» **Material for the task**:
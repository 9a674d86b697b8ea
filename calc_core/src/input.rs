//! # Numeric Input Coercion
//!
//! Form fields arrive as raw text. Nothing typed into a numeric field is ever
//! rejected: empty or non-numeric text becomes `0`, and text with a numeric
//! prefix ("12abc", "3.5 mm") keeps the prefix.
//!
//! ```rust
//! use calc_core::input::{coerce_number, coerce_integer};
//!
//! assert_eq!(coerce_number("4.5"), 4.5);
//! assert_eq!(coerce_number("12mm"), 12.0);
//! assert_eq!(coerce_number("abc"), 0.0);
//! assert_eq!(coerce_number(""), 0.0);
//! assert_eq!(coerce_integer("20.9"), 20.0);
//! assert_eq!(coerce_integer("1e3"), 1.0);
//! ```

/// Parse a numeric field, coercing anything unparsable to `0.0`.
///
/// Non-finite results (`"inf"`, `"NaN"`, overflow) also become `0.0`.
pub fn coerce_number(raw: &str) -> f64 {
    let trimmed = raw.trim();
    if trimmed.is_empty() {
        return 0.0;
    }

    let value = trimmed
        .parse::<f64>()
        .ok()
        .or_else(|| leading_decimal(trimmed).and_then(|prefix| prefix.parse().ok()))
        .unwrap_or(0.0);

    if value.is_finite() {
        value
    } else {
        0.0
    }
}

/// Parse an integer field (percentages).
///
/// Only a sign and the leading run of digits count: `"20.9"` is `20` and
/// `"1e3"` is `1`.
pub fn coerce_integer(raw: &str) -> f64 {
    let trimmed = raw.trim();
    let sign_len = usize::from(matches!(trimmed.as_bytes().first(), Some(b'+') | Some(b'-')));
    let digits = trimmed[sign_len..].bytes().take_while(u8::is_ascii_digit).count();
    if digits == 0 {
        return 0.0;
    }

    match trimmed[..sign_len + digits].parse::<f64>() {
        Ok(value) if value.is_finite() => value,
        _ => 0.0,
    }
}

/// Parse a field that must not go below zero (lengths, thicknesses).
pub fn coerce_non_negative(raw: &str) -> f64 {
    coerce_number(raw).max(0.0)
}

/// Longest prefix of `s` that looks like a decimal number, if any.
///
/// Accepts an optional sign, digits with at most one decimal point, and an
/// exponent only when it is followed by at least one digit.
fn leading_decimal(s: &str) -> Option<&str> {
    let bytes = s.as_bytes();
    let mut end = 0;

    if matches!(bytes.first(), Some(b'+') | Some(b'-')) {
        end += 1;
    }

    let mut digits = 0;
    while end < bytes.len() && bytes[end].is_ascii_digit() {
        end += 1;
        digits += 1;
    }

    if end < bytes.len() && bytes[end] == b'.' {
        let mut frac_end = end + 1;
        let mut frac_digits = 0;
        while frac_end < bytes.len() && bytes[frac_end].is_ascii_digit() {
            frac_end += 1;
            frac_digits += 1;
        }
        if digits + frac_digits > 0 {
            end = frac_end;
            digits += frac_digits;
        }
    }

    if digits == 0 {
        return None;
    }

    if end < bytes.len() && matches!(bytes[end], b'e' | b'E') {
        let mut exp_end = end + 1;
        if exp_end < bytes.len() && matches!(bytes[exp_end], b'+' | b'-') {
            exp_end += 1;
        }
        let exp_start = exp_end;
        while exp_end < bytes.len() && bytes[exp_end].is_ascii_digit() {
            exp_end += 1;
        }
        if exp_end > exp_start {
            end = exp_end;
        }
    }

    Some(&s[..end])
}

» **Problem details**: Copy out every line from the records that has the word "first".

» **Answer to the problem**:
    let sign_len = usize::from(matches!(trimmed.as_bytes().first(), Some(b'+') | Some(b'-')));
    if matches!(bytes.first(), Some(b'+') | Some(b'-')) {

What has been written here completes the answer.